-- EXERCISE INSTRUCTIONS --
In the following listing, find the lines containing "prefix" and report them.
====================
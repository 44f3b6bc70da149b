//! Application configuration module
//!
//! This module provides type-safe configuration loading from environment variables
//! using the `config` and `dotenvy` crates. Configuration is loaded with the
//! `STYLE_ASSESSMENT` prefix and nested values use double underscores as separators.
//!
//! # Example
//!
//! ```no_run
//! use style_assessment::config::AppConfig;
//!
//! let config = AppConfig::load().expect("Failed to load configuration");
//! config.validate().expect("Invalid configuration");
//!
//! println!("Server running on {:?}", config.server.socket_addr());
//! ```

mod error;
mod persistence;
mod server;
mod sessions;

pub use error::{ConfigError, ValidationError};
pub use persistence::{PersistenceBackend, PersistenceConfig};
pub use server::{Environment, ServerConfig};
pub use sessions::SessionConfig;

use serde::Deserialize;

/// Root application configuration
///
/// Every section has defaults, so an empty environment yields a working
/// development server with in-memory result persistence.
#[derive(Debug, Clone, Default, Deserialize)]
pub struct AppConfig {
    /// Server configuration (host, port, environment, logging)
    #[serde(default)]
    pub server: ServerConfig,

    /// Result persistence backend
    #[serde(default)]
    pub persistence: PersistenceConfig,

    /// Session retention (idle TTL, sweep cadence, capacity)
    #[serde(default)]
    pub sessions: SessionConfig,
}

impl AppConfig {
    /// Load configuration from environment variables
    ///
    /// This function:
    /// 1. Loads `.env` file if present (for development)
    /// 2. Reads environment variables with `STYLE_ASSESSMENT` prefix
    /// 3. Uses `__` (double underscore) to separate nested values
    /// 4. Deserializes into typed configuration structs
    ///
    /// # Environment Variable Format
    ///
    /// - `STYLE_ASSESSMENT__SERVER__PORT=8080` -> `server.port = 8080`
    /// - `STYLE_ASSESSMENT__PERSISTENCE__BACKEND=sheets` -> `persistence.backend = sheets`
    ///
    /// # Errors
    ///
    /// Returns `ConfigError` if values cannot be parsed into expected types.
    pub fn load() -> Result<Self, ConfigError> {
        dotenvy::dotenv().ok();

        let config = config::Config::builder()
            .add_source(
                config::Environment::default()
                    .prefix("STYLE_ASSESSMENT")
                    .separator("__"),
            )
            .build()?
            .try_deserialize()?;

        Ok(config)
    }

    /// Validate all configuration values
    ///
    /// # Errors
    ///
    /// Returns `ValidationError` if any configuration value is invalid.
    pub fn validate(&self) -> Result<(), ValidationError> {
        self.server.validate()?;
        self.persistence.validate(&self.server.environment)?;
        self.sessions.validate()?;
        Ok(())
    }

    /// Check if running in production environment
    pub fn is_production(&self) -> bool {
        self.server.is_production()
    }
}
====================
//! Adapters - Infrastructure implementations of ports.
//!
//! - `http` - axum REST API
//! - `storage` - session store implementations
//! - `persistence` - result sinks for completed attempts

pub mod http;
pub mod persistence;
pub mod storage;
====================
-- FINISHED TASK --
//! `STYLE_ASSESSMENT` prefix and nested values use double underscores as separators.
    /// 2. Reads environment variables with `STYLE_ASSESSMENT` prefix
                    .prefix("STYLE_ASSESSMENT")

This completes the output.